UPDATE: Here's Randy Kennedy's report in the NYT.

Monday, October 25, 2010

Fisk Fund (UPDATED 2X)

The chess match between the judge in the Fisk case and the Tennessee Attorney General continues. The AG has now submitted a new proposal that "clearly would most closely approximate Ms. O'Keeffe's intent," namely the establishment of a fund that has already "received commitments" that would ensure a permanent endowment "sufficient to generate the proceeds needed to pay the costs of keeping the Collection full-time at Fisk." The brief from which those quotes are taken is here. A second, related brief (opposing the revised Crystal Bridges deal) is here. AP story here.

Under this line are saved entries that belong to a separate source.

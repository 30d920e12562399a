//! Exact-match and range structures over single photo fields.

use std::collections::BTreeMap;

use super::{DocId, DocSet};

/// Value -> documents map for an exact-match field.
#[derive(Debug, Clone, Default)]
pub struct FieldPostings {
    postings: BTreeMap<String, DocSet>,
}

impl FieldPostings {
    pub fn new() -> Self {
        Self::default()
    }

    pub fn add(&mut self, value: &str, doc: DocId) {
        self.postings.entry(value.to_string()).or_default().insert(doc);
    }

    pub fn get(&self, value: &str) -> Option<&DocSet> {
        self.postings.get(value)
    }

    /// Union of the postings of every value (OR within the field).
    /// Unknown values contribute nothing.
    pub fn any_of<'a>(&self, values: impl IntoIterator<Item = &'a String>) -> DocSet {
        let mut out = DocSet::new();
        for value in values {
            if let Some(set) = self.postings.get(value) {
                out.union_with(set);
            }
        }
        out
    }

    pub fn iter(&self) -> impl Iterator<Item = (&String, &DocSet)> {
        self.postings.iter()
    }

    pub fn len(&self) -> usize {
        self.postings.len()
    }

    pub fn is_empty(&self) -> bool {
        self.postings.is_empty()
    }
}

/// Documents sorted by a numeric field, for range scans.
#[derive(Debug, Clone)]
pub struct RangeColumn {
    entries: Vec<(i64, DocId)>,
}

impl RangeColumn {
    pub fn build(mut entries: Vec<(i64, DocId)>) -> Self {
        entries.sort_unstable();
        Self { entries }
    }

    /// Documents with `lo <= value <= hi`. Open bounds are unbounded.
    pub fn range(&self, lo: Option<i64>, hi: Option<i64>) -> DocSet {
        let start = match lo {
            Some(lo) => self.entries.partition_point(|(v, _)| *v < lo),
            None => 0,
        };
        let end = match hi {
            Some(hi) => self.entries.partition_point(|(v, _)| *v <= hi),
            None => self.entries.len(),
        };
        let slice = if start < end { &self.entries[start..end] } else { &[][..] };
        DocSet::from_docs(slice.iter().map(|(_, doc)| *doc))
    }

    /// Number of documents carrying a value.
    pub fn len(&self) -> usize {
        self.entries.len()
    }

    pub fn is_empty(&self) -> bool {
        self.entries.is_empty()
    }
}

I've long given up trying to predict how Judge Lyle will rule in this case, but I doubt this latest plan will fly with her. In her ruling rejecting the AG's last plan (for a relocation of the Collection to the Frist Center until Fisk's financial situation had improved), she said: "It would not be in keeping ... with the donor's intent to keep the Collection in Nashville at the cost of sacrificing the existence of Fisk University" (my emphasis). The new proposal relieves Fisk of the approximately $130,000 a year that it takes to maintain the Collection, but it does nothing to help with Fisk's larger financial problems. (She found that it was "on the brink of closing.") I suspect it will be rejected.

UPDATE: Fisk issues a statement opposing the plan, on the grounds I mentioned in the main post: it "does not address Fisk's fundamental financial challenge which is that without a large infusion of cash Fisk cannot continue to operate." It's "another scheme which fails to address Fisk’s survival," and "the Court has already ruled that any proposal must address Fisk University’s overall financial health." They even quote the line I emphasized above ("It would not be in keeping ...").

UPDATE 2: The NYT's Robin Pogrebin has a brief story on the development here.

"The case is done. I can't do it anymore."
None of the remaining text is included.